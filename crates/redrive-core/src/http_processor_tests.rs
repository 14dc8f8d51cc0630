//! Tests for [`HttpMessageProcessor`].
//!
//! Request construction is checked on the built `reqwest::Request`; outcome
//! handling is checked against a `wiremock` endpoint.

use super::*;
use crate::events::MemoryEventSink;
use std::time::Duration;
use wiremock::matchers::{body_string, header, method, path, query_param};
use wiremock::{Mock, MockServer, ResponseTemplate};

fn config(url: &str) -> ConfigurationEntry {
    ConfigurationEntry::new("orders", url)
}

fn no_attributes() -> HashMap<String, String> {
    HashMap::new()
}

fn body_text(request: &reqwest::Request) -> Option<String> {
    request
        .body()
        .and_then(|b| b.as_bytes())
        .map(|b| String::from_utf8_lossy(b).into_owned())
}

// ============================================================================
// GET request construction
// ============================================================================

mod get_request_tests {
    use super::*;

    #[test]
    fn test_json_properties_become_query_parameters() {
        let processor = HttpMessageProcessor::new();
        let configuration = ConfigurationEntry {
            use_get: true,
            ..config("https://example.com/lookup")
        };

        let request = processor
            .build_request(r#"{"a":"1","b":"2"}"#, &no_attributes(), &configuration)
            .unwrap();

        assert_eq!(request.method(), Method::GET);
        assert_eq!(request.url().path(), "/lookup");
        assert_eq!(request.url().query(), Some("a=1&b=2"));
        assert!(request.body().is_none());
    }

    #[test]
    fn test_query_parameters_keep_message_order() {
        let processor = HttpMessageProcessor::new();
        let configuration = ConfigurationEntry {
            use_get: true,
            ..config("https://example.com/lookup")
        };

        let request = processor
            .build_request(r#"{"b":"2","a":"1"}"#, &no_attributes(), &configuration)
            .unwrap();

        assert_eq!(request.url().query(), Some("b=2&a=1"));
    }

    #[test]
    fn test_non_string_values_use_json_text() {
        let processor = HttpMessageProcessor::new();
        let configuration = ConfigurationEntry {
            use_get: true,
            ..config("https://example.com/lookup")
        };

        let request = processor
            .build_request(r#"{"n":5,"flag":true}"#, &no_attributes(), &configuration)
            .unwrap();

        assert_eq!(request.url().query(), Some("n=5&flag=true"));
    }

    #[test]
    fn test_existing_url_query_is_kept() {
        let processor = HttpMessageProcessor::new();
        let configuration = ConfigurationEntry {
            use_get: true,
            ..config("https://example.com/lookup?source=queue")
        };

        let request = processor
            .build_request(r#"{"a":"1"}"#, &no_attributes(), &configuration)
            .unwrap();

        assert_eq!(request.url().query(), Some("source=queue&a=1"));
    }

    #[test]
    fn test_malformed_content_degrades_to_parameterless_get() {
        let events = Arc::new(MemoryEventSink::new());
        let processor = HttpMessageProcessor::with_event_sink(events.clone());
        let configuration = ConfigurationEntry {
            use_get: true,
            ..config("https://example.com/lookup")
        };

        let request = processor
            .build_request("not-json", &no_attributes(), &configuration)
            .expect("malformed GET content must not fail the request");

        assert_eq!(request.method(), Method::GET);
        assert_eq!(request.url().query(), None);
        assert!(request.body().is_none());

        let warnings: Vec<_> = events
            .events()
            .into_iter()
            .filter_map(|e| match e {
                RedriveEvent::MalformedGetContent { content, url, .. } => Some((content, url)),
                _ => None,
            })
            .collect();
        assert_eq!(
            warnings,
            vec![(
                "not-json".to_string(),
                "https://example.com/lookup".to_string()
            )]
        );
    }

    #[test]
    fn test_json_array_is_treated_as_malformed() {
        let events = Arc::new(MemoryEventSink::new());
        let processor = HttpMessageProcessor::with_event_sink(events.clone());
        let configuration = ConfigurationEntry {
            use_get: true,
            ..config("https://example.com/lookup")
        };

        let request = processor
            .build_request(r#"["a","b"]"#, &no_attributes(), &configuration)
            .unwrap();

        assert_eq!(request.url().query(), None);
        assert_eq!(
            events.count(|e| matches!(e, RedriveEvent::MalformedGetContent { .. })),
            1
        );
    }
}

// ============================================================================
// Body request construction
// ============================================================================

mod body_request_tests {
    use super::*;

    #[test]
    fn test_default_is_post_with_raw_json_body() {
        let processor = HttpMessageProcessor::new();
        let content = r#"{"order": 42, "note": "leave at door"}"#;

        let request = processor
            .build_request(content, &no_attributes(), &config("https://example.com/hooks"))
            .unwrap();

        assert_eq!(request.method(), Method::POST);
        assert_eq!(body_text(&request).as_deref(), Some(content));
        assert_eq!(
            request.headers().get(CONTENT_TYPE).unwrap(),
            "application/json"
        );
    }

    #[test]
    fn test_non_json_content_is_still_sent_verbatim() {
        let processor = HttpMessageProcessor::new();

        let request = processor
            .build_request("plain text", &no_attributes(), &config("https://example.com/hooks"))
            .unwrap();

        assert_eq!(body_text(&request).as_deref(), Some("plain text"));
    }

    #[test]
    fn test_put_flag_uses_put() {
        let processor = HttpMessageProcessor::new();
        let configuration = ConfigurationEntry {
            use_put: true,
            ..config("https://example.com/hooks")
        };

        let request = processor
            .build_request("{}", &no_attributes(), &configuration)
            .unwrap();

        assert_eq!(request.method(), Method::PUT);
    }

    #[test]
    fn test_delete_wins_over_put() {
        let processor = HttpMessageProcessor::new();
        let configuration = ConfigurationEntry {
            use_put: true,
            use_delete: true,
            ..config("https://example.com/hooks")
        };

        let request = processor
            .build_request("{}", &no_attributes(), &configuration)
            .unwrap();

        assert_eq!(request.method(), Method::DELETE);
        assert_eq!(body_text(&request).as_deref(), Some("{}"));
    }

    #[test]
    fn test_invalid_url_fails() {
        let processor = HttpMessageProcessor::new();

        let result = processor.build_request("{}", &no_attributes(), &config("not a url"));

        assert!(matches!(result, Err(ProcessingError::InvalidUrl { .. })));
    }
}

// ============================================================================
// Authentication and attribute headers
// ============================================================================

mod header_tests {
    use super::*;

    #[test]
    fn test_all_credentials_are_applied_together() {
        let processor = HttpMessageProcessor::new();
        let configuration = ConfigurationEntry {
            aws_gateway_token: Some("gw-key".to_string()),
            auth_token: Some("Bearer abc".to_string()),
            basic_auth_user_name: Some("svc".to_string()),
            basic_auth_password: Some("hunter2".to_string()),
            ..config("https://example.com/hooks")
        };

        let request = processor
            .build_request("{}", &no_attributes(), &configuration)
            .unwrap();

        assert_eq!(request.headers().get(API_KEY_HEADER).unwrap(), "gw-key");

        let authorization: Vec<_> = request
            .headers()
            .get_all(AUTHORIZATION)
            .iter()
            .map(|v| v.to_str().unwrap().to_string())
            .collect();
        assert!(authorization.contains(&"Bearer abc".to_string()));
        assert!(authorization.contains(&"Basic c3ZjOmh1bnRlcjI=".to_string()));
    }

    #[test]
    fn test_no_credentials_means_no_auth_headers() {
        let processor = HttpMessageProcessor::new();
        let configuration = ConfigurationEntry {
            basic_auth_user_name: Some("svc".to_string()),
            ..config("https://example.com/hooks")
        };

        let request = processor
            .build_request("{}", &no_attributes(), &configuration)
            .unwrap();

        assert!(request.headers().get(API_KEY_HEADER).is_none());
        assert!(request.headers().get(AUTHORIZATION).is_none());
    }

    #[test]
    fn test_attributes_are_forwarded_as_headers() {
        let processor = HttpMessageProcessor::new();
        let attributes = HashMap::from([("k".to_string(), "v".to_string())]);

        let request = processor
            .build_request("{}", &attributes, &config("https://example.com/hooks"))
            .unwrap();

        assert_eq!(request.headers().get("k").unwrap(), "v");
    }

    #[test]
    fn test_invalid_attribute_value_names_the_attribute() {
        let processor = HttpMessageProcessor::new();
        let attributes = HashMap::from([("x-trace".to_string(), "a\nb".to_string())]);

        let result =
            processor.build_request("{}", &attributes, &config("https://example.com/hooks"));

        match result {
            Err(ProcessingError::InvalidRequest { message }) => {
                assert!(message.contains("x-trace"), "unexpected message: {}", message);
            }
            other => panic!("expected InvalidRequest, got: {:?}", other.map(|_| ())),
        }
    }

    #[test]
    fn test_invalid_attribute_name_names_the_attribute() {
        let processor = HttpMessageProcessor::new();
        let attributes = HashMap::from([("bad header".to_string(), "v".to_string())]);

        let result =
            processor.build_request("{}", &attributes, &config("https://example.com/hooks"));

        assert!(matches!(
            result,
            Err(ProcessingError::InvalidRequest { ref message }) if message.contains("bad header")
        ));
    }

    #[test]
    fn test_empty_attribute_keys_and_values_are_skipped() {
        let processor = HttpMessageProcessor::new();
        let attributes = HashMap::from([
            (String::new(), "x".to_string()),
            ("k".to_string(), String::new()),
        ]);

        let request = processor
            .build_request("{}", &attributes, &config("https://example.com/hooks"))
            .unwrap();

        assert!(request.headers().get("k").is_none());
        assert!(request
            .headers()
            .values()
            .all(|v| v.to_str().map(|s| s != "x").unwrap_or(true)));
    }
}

## Task
Note which lines carry the word "MalformedGetContent" in the material, then copy each of them.

## Expected answer
                RedriveEvent::MalformedGetContent { content, url, .. } => Some((content, url)),
            events.count(|e| matches!(e, RedriveEvent::MalformedGetContent { .. })),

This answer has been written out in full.